It’s Monday, 14/March and I finally ventured past my “little world” here on RRuga Venecia. I have, until today, only walked the beach North to the end. I have also walked parallel up the RRuga Pavaresia, the “main street” that connects into the city centrum of Durres. I paid the equivalent of .01 of Euro for the round trip bus ride. The cost came out to be .40 leke one way… it doesn’t even show up on the exchange rate. At .80 leke, the exchange is .01 Euro. It becomes even more apparent how de-valued the Lek is when I eat dinner out. I have only done it a couple times. I had a full dinner, with Calamari, soup, salad, and bread, with sparkling water. The total cost was 10 Euro! My waiter, Franck, would not take a tip, it is included in the VAT (Value Added Tax). The hardest aspect of going from “American” to “European” is the fact that tipping is frowned upon. Franck told me that it is a nice gesture, but unnecessary. His service is second to none, and I am driven to give extra.
The bus ride was a total trip. I believe it’s Spring Break because the whole area is jammed with kids of all ages. The weather has a good deal to do with this too. Today was nearly 16C (60F) and it felt much warmer. I had my jacket off and I was still warm in a fleece pullover. I think once we get into the 70’s (F), it will be outstanding. I can feel the heat of the sun through the cool breeze coming off the Adriatik. Here it is spelled with a “k” at the end.
Looking at the faces on the bus, and on the street in Durres, I can see the mix of this “Balkan Crossroad”, Some people had features that were expressly Turkic, some appeared even darker…in a classic Greek/Italian look, and yet others, were fair-skinned and had light-brown or blonde hair. As I understand it, nearly 60% are Islamic in belief, 17% identify as Christian, and 24% are undeclared/no religion. As I walked past the mosque in town on my way to the Amphitheatre, it didn’t seem like there were many women in hijabs. I am not sure what the fundamental population is, but it seems very laid back here.
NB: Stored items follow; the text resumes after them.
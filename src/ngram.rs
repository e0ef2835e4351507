//! N-gramモジュール
//!
//! 連続するN単語の列を手動トークナイズで抽出する。正規表現では
//! 表現できないため独立した実装を持つ。スキャンと異なり重みは
//! 生の乗数のまま加算され、マッチ数による正規化は行わない
//! （意図的な非対称）。

use std::path::Path;

use crate::error::FreqError;
use crate::freq_map::FreqMap;
use crate::scan::normalize_case;

/// 1単語の最大バイト数。これを超える単語を含む窓は登録しない
pub const MAX_WORD_LEN: usize = 1000;

/// 単語構成バイトかどうか（英数字とアポストロフィ）
fn is_word_byte(b: u8) -> bool {
    b.is_ascii_alphanumeric() || b == b'\''
}

/// バッファからword_count語の窓をすべて抽出してマップに加算する
///
/// 窓は1語ずつスライドする（word_count語ずつではない）。各語は
/// 区切りバイトを読み飛ばしたあと英数字とアポストロフィの連続を
/// 貪欲に取り、末尾のアポストロフィは1個だけ取り除く。語はスペース
/// 1個で連結してキーにする。バッファ終端までにword_count語が
/// 揃わなければ、その不完全な窓は捨てて終了する。
/// MAX_WORD_LENを超える語を含む窓は登録せず、スライドは続ける。
pub fn extract(map: &mut FreqMap, buffer: &[u8], word_count: usize, weight: f64) {
    if word_count == 0 {
        return;
    }

    let mut start = 0;
    loop {
        let mut i = start;
        let mut key: Vec<u8> = Vec::new();
        let mut words = 0;
        let mut oversized = false;

        while i < buffer.len() && words < word_count {
            // 区切りを読み飛ばす
            while i < buffer.len() && !buffer[i].is_ascii_alphanumeric() {
                i += 1;
            }
            if i >= buffer.len() {
                break;
            }

            if words > 0 {
                key.push(b' ');
            }
            let word_start = key.len();

            // 1単語を貪欲にマッチ
            while i < buffer.len() && is_word_byte(buffer[i]) {
                key.push(buffer[i]);
                i += 1;
            }
            // 単語末尾のアポストロフィは単語に含めない
            if key.last() == Some(&b'\'') {
                key.pop();
                i -= 1;
            }

            if key.len() - word_start > MAX_WORD_LEN {
                oversized = true;
            }
            words += 1;

            // 次の窓は今回の1語目の直後から始まる
            if words == 1 {
                start = i;
            }
        }

        if words == word_count {
            if !oversized {
                map.increment(&key, weight);
            }
        } else {
            // 終端に達して窓が揃わなかった
            break;
        }
    }
}

/// 1ファイルを読み込み、N-gram頻度マップを作る
///
/// 重みは正規化せず乗数のまま使う。
pub fn extract_file(
    path: &Path,
    word_count: usize,
    multiplier: f64,
    case_sensitive: bool,
) -> Result<FreqMap, FreqError> {
    let mut buffer = std::fs::read(path).map_err(|source| FreqError::Io {
        path: path.to_path_buf(),
        source,
    })?;

    if !case_sensitive {
        normalize_case(&mut buffer);
    }

    let mut map = FreqMap::new();
    extract(&mut map, &buffer, word_count, multiplier);
    Ok(map)
}
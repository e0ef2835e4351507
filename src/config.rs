//! 設定モジュール
//!
//! 集計対象のコーパスファイルと重みの組を管理する。
//! JSON設定ファイルまたはコマンドライン引数から構築する。

use std::path::{Path, PathBuf};

use serde::{Deserialize, Serialize};

use crate::error::FreqError;

/// 1コーパスファイルの設定
#[derive(Debug, Clone, Serialize, Deserialize)]
pub struct CorpusEntry {
    /// ファイルパス
    pub path: PathBuf,
    /// 重み（このファイルの寄与合計）
    #[serde(default = "default_multiplier")]
    pub multiplier: f64,
}

fn default_multiplier() -> f64 {
    1.0
}

/// コーパスセット
#[derive(Debug, Clone, Serialize, Deserialize)]
pub struct CorpusConfig {
    /// 集計対象のファイル一覧
    pub files: Vec<CorpusEntry>,
}

impl CorpusConfig {
    /// JSON設定ファイルから読み込む
    ///
    /// 形式: `{"files": [{"path": "...", "multiplier": 18}, ...]}`
    pub fn from_json_file(path: &Path) -> Result<Self, FreqError> {
        let text = std::fs::read_to_string(path).map_err(|source| FreqError::Io {
            path: path.to_path_buf(),
            source,
        })?;
        serde_json::from_str(&text).map_err(|e| FreqError::Config {
            path: path.to_path_buf(),
            message: e.to_string(),
        })
    }

    /// コマンドライン引数から構築する
    ///
    /// 重みを指定しない場合は全ファイル1.0。指定する場合は
    /// ファイル数と同数でなければならない。
    pub fn from_cli(files: &[PathBuf], multipliers: &[f64]) -> Result<Self, FreqError> {
        if !multipliers.is_empty() && multipliers.len() != files.len() {
            return Err(FreqError::MultiplierMismatch {
                files: files.len(),
                multipliers: multipliers.len(),
            });
        }

        Ok(Self {
            files: files
                .iter()
                .enumerate()
                .map(|(i, path)| CorpusEntry {
                    path: path.clone(),
                    multiplier: multipliers.get(i).copied().unwrap_or(1.0),
                })
                .collect(),
        })
    }
}

// ============================================================================
// パターンプリセット
// ============================================================================

/// 名前付きパターンプリセット
///
/// サブ式を2個以上持つパターンは先頭の1個しか尊重されない点に注意。
pub const PRESETS: &[(&str, &str)] = &[
    ("letters", "[a-z]"),
    ("letter-digraphs", "[a-z]{2,2}"),
    ("letter-trigraphs", "[a-z]{3,3}"),
    ("main30", "[a-z.,;']"),
    ("main30-digraphs", "[a-z.,;']{2,2}"),
    ("main30-trigraphs", "[a-z.,;']{3,3}"),
    ("digraphs-nospc", "[^\n\t ]{2,2}"),
    ("chars", "."),
    ("digraphs", ".."),
    ("trigraphs", "..."),
    // 単語はアポストロフィで始まらず、終わらない
    ("words", "((([a-z])+('[a-z])?)+)"),
    ("first-letter", "([a-z])[a-z]*"),
];

/// プリセット名からパターンを引く
pub fn preset_pattern(name: &str) -> Option<&'static str> {
    PRESETS
        .iter()
        .find(|(preset, _)| *preset == name)
        .map(|(_, pattern)| *pattern)
}

/// プリセット名の一覧（ヘルプ表示用）
pub fn preset_names() -> String {
    PRESETS
        .iter()
        .map(|(name, _)| *name)
        .collect::<Vec<_>>()
        .join(", ")
}
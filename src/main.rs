//! コーパス頻度解析ツール
//!
//! テキストコーパス中の文字・文字列・単語列の出現頻度を、
//! ファイルごとの重み付きで集計する。

mod config;
mod error;
mod freq_map;
mod ngram;
mod report;
mod scan;

use std::path::PathBuf;

use clap::Parser;
use indicatif::{ProgressBar, ProgressStyle};
use rayon::prelude::*;

use crate::config::{CorpusConfig, CorpusEntry};
use crate::error::FreqError;
use crate::freq_map::FreqMap;

/// コーパス頻度解析ツール
#[derive(Parser, Debug, Clone)]
#[command(name = "corpus_freq_analyzer")]
#[command(about = "テキストコーパスの重み付き頻度統計を集計")]
struct Args {
    /// コーパスファイル
    files: Vec<PathBuf>,

    /// ファイルごとの重み（ファイルと同数を繰り返し指定、省略時は1.0）
    #[arg(short, long)]
    multiplier: Vec<f64>,

    /// JSON設定ファイル（ファイルと重みの一覧）
    #[arg(short, long)]
    config: Option<PathBuf>,

    /// 正規表現パターン（サブ式は先頭の1個のみ有効）
    #[arg(short, long)]
    pattern: Option<String>,

    /// パターンプリセット名
    #[arg(long)]
    preset: Option<String>,

    /// N-gramモード: 連続N単語を集計（パターン指定より優先）
    #[arg(short = 'n', long)]
    ngram: Option<usize>,

    /// 重複マッチの扱い（auto / on / off）
    #[arg(long, default_value = "auto")]
    overlap: String,

    /// 表示件数上限（0=無制限）
    #[arg(short, long, default_value_t = 0)]
    top: usize,

    /// 結果のJSON出力先
    #[arg(short, long)]
    output: Option<PathBuf>,

    /// 小文字化せずに集計する
    #[arg(long, default_value_t = false)]
    case_sensitive: bool,

    /// 制御文字をエスケープせずに表示する
    #[arg(long, default_value_t = false)]
    no_escape: bool,
}

fn main() {
    let args = Args::parse();

    println!("=== コーパス頻度解析 ===\n");

    let config = match load_config(&args) {
        Ok(config) => config,
        Err(e) => {
            eprintln!("設定エラー: {}", e);
            std::process::exit(1);
        }
    };

    if config.files.is_empty() {
        eprintln!("集計対象のファイルがありません");
        std::process::exit(1);
    }

    let total = match args.ngram {
        Some(word_count) => run_ngram(&config, word_count, &args),
        None => run_pattern(&config, &args),
    };

    println!("\n対象ファイル: {}", config.files.len());
    println!("集計キー数: {}\n", total.len());

    let pairs = total.to_sorted_pairs();
    if let Err(e) = report::print_pairs(&mut std::io::stdout(), &pairs, args.top, !args.no_escape)
    {
        eprintln!("出力エラー: {}", e);
        std::process::exit(1);
    }

    if let Some(path) = &args.output {
        report::save_json(&pairs, args.top, path);
    }
}

/// コーパス設定を読み込む（設定ファイル優先）
fn load_config(args: &Args) -> Result<CorpusConfig, FreqError> {
    match &args.config {
        Some(path) => CorpusConfig::from_json_file(path),
        None => CorpusConfig::from_cli(&args.files, &args.multiplier),
    }
}

/// 正規表現モードで全ファイルを集計する
fn run_pattern(config: &CorpusConfig, args: &Args) -> FreqMap {
    let pattern = resolve_pattern(args);
    let re = match scan::compile_pattern(&pattern) {
        Ok(re) => re,
        Err(e) => {
            eprintln!("{}", e);
            std::process::exit(1);
        }
    };
    let overlap = resolve_overlap(&args.overlap, &pattern);

    println!("パターン: {} (overlap: {})", pattern, overlap);

    let pb = progress_bar(config.files.len());
    let results: Vec<(&CorpusEntry, Result<FreqMap, FreqError>)> = config
        .files
        .par_iter()
        .map(|entry| {
            let result =
                scan::scan_file(&entry.path, &re, overlap, entry.multiplier, args.case_sensitive);
            pb.inc(1);
            (entry, result)
        })
        .collect();
    pb.finish_and_clear();

    merge_results(results)
}

/// N-gramモードで全ファイルを集計する
fn run_ngram(config: &CorpusConfig, word_count: usize, args: &Args) -> FreqMap {
    if word_count == 0 {
        eprintln!("--ngram には1以上を指定してください");
        std::process::exit(1);
    }

    println!("N-gram: 連続{}単語", word_count);

    let pb = progress_bar(config.files.len());
    let results: Vec<(&CorpusEntry, Result<FreqMap, FreqError>)> = config
        .files
        .par_iter()
        .map(|entry| {
            let result =
                ngram::extract_file(&entry.path, word_count, entry.multiplier, args.case_sensitive);
            pb.inc(1);
            (entry, result)
        })
        .collect();
    pb.finish_and_clear();

    merge_results(results)
}

/// パターン文字列を決定する（明示指定 > プリセット > デフォルト）
fn resolve_pattern(args: &Args) -> String {
    if let Some(pattern) = &args.pattern {
        return pattern.clone();
    }
    if let Some(name) = &args.preset {
        match config::preset_pattern(name) {
            Some(pattern) => return pattern.to_string(),
            None => {
                eprintln!("未知のプリセット: {} (候補: {})", name, config::preset_names());
                std::process::exit(1);
            }
        }
    }
    // デフォルトは1文字頻度
    ".".to_string()
}

/// 重複マッチモードを決定する
fn resolve_overlap(mode: &str, pattern: &str) -> bool {
    match mode {
        "on" => true,
        "off" => false,
        "auto" => scan::auto_overlap(pattern),
        other => {
            eprintln!("--overlap は auto / on / off のいずれか: {}", other);
            std::process::exit(1);
        }
    }
}

/// ファイル単位の進捗バーを作成する（非TTYでは非表示）
fn progress_bar(len: usize) -> ProgressBar {
    if !atty::is(atty::Stream::Stdout) {
        return ProgressBar::hidden();
    }
    let pb = ProgressBar::new(len as u64);
    pb.set_style(
        ProgressStyle::default_bar()
            .template("{spinner:.green} [{elapsed_precise}] [{bar:40.cyan/blue}] {pos}/{len} (Files)")
            .unwrap()
            .progress_chars("#>-"),
    );
    pb
}

/// ファイルごとの結果を1つのマップへ合流する
///
/// ファイル単位のエラーはそのファイルだけをスキップして報告し、
/// 残りの集計は続行する。
fn merge_results(results: Vec<(&CorpusEntry, Result<FreqMap, FreqError>)>) -> FreqMap {
    let mut total = FreqMap::new();
    for (entry, result) in results {
        match result {
            Ok(map) => {
                total.merge(&map);
                println!("done: {} (重み {})", entry.path.display(), entry.multiplier);
            }
            Err(e) => eprintln!("スキップ: {}", e),
        }
    }
    total
}
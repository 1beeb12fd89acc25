//! Build pipeline: runs the enabled stages in order and writes the ready marker
//! once all of them succeed.

use std::path::PathBuf;
use std::time::Instant;

use anyhow::Context;
use bootline_core::config::{Recipe, ToolchainDescriptor};
use bootline_core::layout::ApplicationLayout;
use bootline_core::observability::record_event;
use bootline_core::state::{Lifecycle, Phase, ReadyMarker, Stage, StageReport, StageStatus};
use bootline_core::BootError;
use chrono::Utc;
use serde::Serialize;

use crate::assembler;
use crate::installer::{self, PythonInstall};
use crate::process::CommandRunner;
use crate::toolchain;

/// Whether a stage will run, and why not.
#[derive(Debug, Clone, PartialEq, Eq, Serialize)]
#[serde(tag = "action", rename_all = "snake_case")]
pub enum Decision {
    Run,
    Skip { reason: String },
}

#[derive(Debug, Clone, PartialEq, Eq, Serialize)]
pub struct PlannedStage {
    pub stage: Stage,
    #[serde(flatten)]
    pub decision: Decision,
}

#[derive(Debug)]
pub struct BuildOutcome {
    pub marker: ReadyMarker,
    pub marker_path: PathBuf,
}

/// Values handed from earlier stages to the marker.
#[derive(Default)]
struct BuildState {
    python: Option<PythonInstall>,
    toolchain: Option<ToolchainDescriptor>,
}

pub struct Pipeline<'a> {
    recipe: &'a Recipe,
    runner: &'a dyn CommandRunner,
    extra_skips: Vec<Stage>,
}

impl<'a> Pipeline<'a> {
    pub fn new(recipe: &'a Recipe, runner: &'a dyn CommandRunner) -> Self {
        Self {
            recipe,
            runner,
            extra_skips: Vec::new(),
        }
    }

    /// Additional stages to skip on top of the recipe's `stages.skip`.
    pub fn skip(mut self, stages: impl IntoIterator<Item = Stage>) -> Self {
        self.extra_skips.extend(stages);
        self
    }

    /// Decide every stage without executing anything.
    pub fn plan(&self) -> Vec<PlannedStage> {
        let skipped = self.recipe.skipped_stages();
        Stage::ALL
            .into_iter()
            .map(|stage| {
                let decision = if stage.requires_frontend() && self.recipe.frontend.is_none() {
                    Decision::Skip {
                        reason: "front-end capability disabled".into(),
                    }
                } else if skipped.contains(&stage) || self.extra_skips.contains(&stage) {
                    Decision::Skip {
                        reason: "skipped by request".into(),
                    }
                } else {
                    Decision::Run
                };
                PlannedStage { stage, decision }
            })
            .collect()
    }

    /// Run the build. The ready marker is removed first and only written back
    /// when every planned stage has succeeded.
    pub fn run(&self) -> Result<BuildOutcome, BootError> {
        let install_root = &self.recipe.install_root;
        ReadyMarker::clear(install_root)
            .with_context(|| format!("Failed to clear ready marker under {}", install_root.display()))?;
        let entry = self.recipe.entry()?;

        let mut lifecycle = Lifecycle::default();
        let mut state = BuildState::default();
        let mut reports = Vec::with_capacity(Stage::ALL.len());
        record_event("build", None, "start", None, &self.recipe.fingerprint());

        for planned in self.plan() {
            let stage = planned.stage;
            lifecycle.advance(stage.phase())?;

            if let Decision::Skip { reason } = planned.decision {
                tracing::info!(stage = %stage, reason = %reason, "Skipping stage");
                record_event("stage", Some(stage.as_str()), "skipped", None, &reason);
                reports.push(StageReport {
                    stage,
                    status: StageStatus::Skipped(reason),
                    duration_ms: 0,
                });
                continue;
            }

            tracing::info!(stage = %stage, "Running stage");
            let start = Instant::now();
            let result = self.run_stage(stage, &mut state);
            let duration_ms = start.elapsed().as_millis() as u64;
            if let Err(e) = result {
                tracing::error!(stage = %stage, duration_ms, error = %e, "Stage failed");
                record_event("stage", Some(stage.as_str()), "failed", Some(duration_ms), &e.to_string());
                return Err(e);
            }
            record_event("stage", Some(stage.as_str()), "done", Some(duration_ms), "");
            reports.push(StageReport {
                stage,
                status: StageStatus::Done,
                duration_ms,
            });
        }

        lifecycle.advance(Phase::Assembling)?;
        lifecycle.advance(Phase::Ready)?;
        let (manifest_fingerprint, resolved) = match state.python {
            Some(p) => (Some(p.manifest_fingerprint), p.resolved),
            None => (None, Default::default()),
        };
        let marker = ReadyMarker {
            phase: lifecycle.phase(),
            recipe_fingerprint: self.recipe.fingerprint(),
            manifest_fingerprint,
            resolved,
            toolchain: state.toolchain,
            stages: reports,
            entry: entry.to_string(),
            declared_port: self.recipe.launch.expose,
            built_at: Utc::now(),
        };
        let marker_path = marker.write(install_root)?;
        tracing::info!(marker = %marker_path.display(), "Environment ready");
        record_event("build", None, "ready", None, &marker_path.display().to_string());
        Ok(BuildOutcome { marker, marker_path })
    }

    fn run_stage(&self, stage: Stage, state: &mut BuildState) -> Result<(), BootError> {
        let recipe = self.recipe;
        match stage {
            Stage::PythonDeps => {
                state.python = Some(installer::install_python(self.runner, recipe)?);
            }
            Stage::Toolchain => {
                let status = toolchain::provision(self.runner, &recipe.toolchain)?;
                tracing::debug!(version = status.version(), "Toolchain version");
                state.toolchain = Some(recipe.toolchain.descriptor());
            }
            Stage::Copy => {
                let layout = ApplicationLayout::from_recipe(recipe);
                assembler::copy_sources(&layout)?;
                assembler::verify_entry(&layout, &recipe.entry()?)?;
            }
            Stage::NodeDeps => {
                if let Some(fe) = &recipe.frontend {
                    installer::install_node(self.runner, &recipe.project_root, fe)?;
                }
            }
            Stage::FrontendBuild => {
                if let Some(fe) = &recipe.frontend {
                    let layout = ApplicationLayout::from_recipe(recipe);
                    assembler::build_frontend(self.runner, &layout, fe)?;
                }
            }
        }
        Ok(())
    }
}

#[cfg(test)]
mod tests {
    use super::*;
    use crate::process::testing::{fail, ok, ScriptedRunner};
    use bootline_core::config::FrontendConfig;
    use bootline_core::{AssemblyError, ProvisioningError};
    use std::fs;
    use std::path::Path;

    fn write(path: &Path, body: &str) {
        fs::create_dir_all(path.parent().unwrap()).unwrap();
        fs::write(path, body).unwrap();
    }

    fn project(root: &Path, frontend: bool) -> Recipe {
        write(&root.join("ctx/requirements.txt"), "fastapi==0.111.0\nuvicorn\n");
        write(&root.join("ctx/app/main.py"), "from fastapi import FastAPI\napp = FastAPI()\n");
        let mut recipe = Recipe::default();
        recipe.project_root = root.join("ctx");
        recipe.install_root = root.join("install");
        if frontend {
            write(&root.join("ctx/frontend/package.json"), "{}");
            write(&root.join("ctx/frontend/package-lock.json"), "{}");
            recipe.frontend = Some(FrontendConfig::default());
        }
        recipe
    }

    fn runner(root: &Path) -> ScriptedRunner {
        let r = ScriptedRunner::new(&["python3", "npm", "node"]);
        r.respond("python3 -m pip freeze", ok("fastapi==0.111.0\nuvicorn==0.29.0\n"));
        r.respond("node --version", ok("v20.11.1"));
        let dist = root.join("ctx/frontend/dist");
        r.on("npm run build", move |_| write(&dist.join("index.html"), "<html/>"));
        r
    }

    #[test]
    fn test_plan_python_only() {
        let tmp = tempfile::tempdir().unwrap();
        let recipe = project(tmp.path(), false);
        let r = ScriptedRunner::default();
        let plan = Pipeline::new(&recipe, &r).plan();
        let runs: Vec<Stage> = plan
            .iter()
            .filter(|p| p.decision == Decision::Run)
            .map(|p| p.stage)
            .collect();
        assert_eq!(runs, vec![Stage::PythonDeps, Stage::Copy]);
        assert!(r.calls.borrow().is_empty());
    }

    #[test]
    fn test_plan_serializes_decisions() {
        let tmp = tempfile::tempdir().unwrap();
        let recipe = project(tmp.path(), true);
        let r = ScriptedRunner::default();
        let plan = Pipeline::new(&recipe, &r).skip([Stage::NodeDeps]).plan();
        let json = serde_json::to_value(&plan).unwrap();
        assert_eq!(json[0], serde_json::json!({"stage": "python-deps", "action": "run"}));
        assert_eq!(
            json[3],
            serde_json::json!({"stage": "node-deps", "action": "skip", "reason": "skipped by request"})
        );
    }

    #[test]
    fn test_full_build_writes_marker() {
        let tmp = tempfile::tempdir().unwrap();
        let recipe = project(tmp.path(), true);
        let r = runner(tmp.path());

        let outcome = Pipeline::new(&recipe, &r).run().unwrap();
        assert!(outcome.marker_path.is_file());
        assert_eq!(outcome.marker.phase, Phase::Ready);
        assert_eq!(outcome.marker.stages.len(), 5);
        assert!(outcome.marker.stages.iter().all(|s| s.status == StageStatus::Done));
        assert_eq!(outcome.marker.toolchain.as_ref().map(|t| t.major), Some(20));
        assert!(outcome.marker.resolved.contains("uvicorn"));

        let install = tmp.path().join("install");
        assert!(install.join("app/main.py").is_file());
        assert!(install.join("static/index.html").is_file());

        let lines = r.command_lines();
        assert!(lines.iter().any(|l| l == "npm ci --no-audit --no-fund"));
        assert!(lines.iter().any(|l| l == "npm run build"));
        assert!(ReadyMarker::read(&install).unwrap().is_some());
    }

    #[test]
    fn test_python_only_build_has_no_toolchain() {
        let tmp = tempfile::tempdir().unwrap();
        let recipe = project(tmp.path(), false);
        let r = runner(tmp.path());
        let outcome = Pipeline::new(&recipe, &r).run().unwrap();
        assert!(outcome.marker.toolchain.is_none());
        assert!(r.command_lines().iter().all(|l| !l.starts_with("npm") && !l.starts_with("node")));
        assert!(matches!(outcome.marker.stages[1].status, StageStatus::Skipped(_)));
    }

    #[test]
    fn test_failed_frontend_build_leaves_no_marker() {
        let tmp = tempfile::tempdir().unwrap();
        let recipe = project(tmp.path(), true);
        let r = runner(tmp.path());
        Pipeline::new(&recipe, &r).run().unwrap();

        r.respond("npm run build", fail(1, "vite: build failed"));
        let err = Pipeline::new(&recipe, &r).run().unwrap_err();
        assert!(matches!(err, BootError::Assembly(AssemblyError::BuildFailed { .. })));
        assert_eq!(err.exit_code(), 4);
        assert!(!ReadyMarker::path(&recipe.install_root).exists());
    }

    #[test]
    fn test_install_failure_stops_before_copy() {
        let tmp = tempfile::tempdir().unwrap();
        let recipe = project(tmp.path(), false);
        let r = runner(tmp.path());
        r.respond("python3 -m pip install", fail(1, "No matching distribution"));
        let err = Pipeline::new(&recipe, &r).run().unwrap_err();
        assert!(matches!(err, BootError::Provisioning(ProvisioningError::InstallFailed { .. })));
        assert!(!recipe.install_root.join("app").exists());
    }

    #[test]
    fn test_missing_entry_module_fails_copy_stage() {
        let tmp = tempfile::tempdir().unwrap();
        let mut recipe = project(tmp.path(), false);
        recipe.launch.entry = "app.server:app".into();
        let r = runner(tmp.path());
        let err = Pipeline::new(&recipe, &r).run().unwrap_err();
        assert!(matches!(err, BootError::Assembly(AssemblyError::EntryMissing { .. })));
    }
}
Asking for directions, everyone was eager to speak English. I stopped at a cafe and had schnitzel (really a hot dog) and was content to just sit and people watch for a bit. This land has changed hands many, many times over the course of its history, and it can be seen and heard; I could make out Italian, and Greek spoken…along with Albanian. The kids are very well-behaved, and some that I talked to were funny, but not overly silly. I found it refreshing. Overall, I spent about 3 1/2 hours walking around Durres, actually in search of some chewing tobacco. I stumbled upon a tabacchino shop in a pretty ritzy section, nearest to the high-end international hotels. The ladies there were excited to speak English, and had what I had been searching for. We spoke for quite a bit; I was invited to a cup of Turkish Coffee. They were of Serbian descent and grew up here, taking over the store from their father after he passed. When asked what I was here for, they thought I was making the right decision to live in Europe. The sisters have been to the US and think that the quality of life here is much better. They are happy with the prospect of Albania joining the EU. As I called out all 7 of the civilisations that overcame Albania, they couldn’t believe that an American would know these facts. I laughed and told them that I became bored with 3/400 years of US history and looked to Europe when I was very young. For the record: 1) Illyrians, 2) Thracians, 3) Greeks, 4) Romans, 5) Byzantines, 6) Venetians, and 7) The Ottomans.
As I walked away from the oldest part of Durres, I realized how easy it was to get here. The weather will be much the same tomorrow, and I am coming back. I will get off the bus earlier and walk the length of the beach back to my neighborhood. I’m sitting on my patio now, watching the night fall. Listening to a little Roxy Music, and having my last coffee for the day. For someone like me to be as close as I am to history, real history….it is just beyond fascinating. My experience with US history has always pushed to me to see where it came from. All history is circular, and what we live through now, is no more than the same play with different actors. There is very little talk here of Ukraine, but those that I talk to are feeling for the Ukrainians. Thirty years ago these very same people were faced with an unknown future. Now, they see that with Ukraine. It was able to throw off the Soviet past and lift theeir chins to the sky. The Albanians are determined to have that chance (admittance to the EU), and not let anyone take it away from them. I enjoyed talking to the ladies in the shop, and thought about how happy these faces were as I passed them on the street.
My step was sure yet light as I got off the bus. There is familiarity here at my stop. I am still always looking, and careful to not get too complacent. I am still a stranger in a strange land. It is the exact sense of self I had when I left the US. This is all still new, and not quite comfortable, and that’s okay. When I got on the plane at O’Hare on the 6th of December, I knew there wasn’t going to be a real “comfort zone” for some time to come…and that was all right with me. Looking out at the snow-capped mountains from my balcony, I have to look at the “constants”. Those “constants” will always be to accept, be open, and learn as much as I can. Bratislava was steady, and I inherently knew what was next; here I have to create that “next”. I send you all my love, thank you deeply for following me, and hope to see you soon. I’ll post again when I have something to share…until then – take care of each other.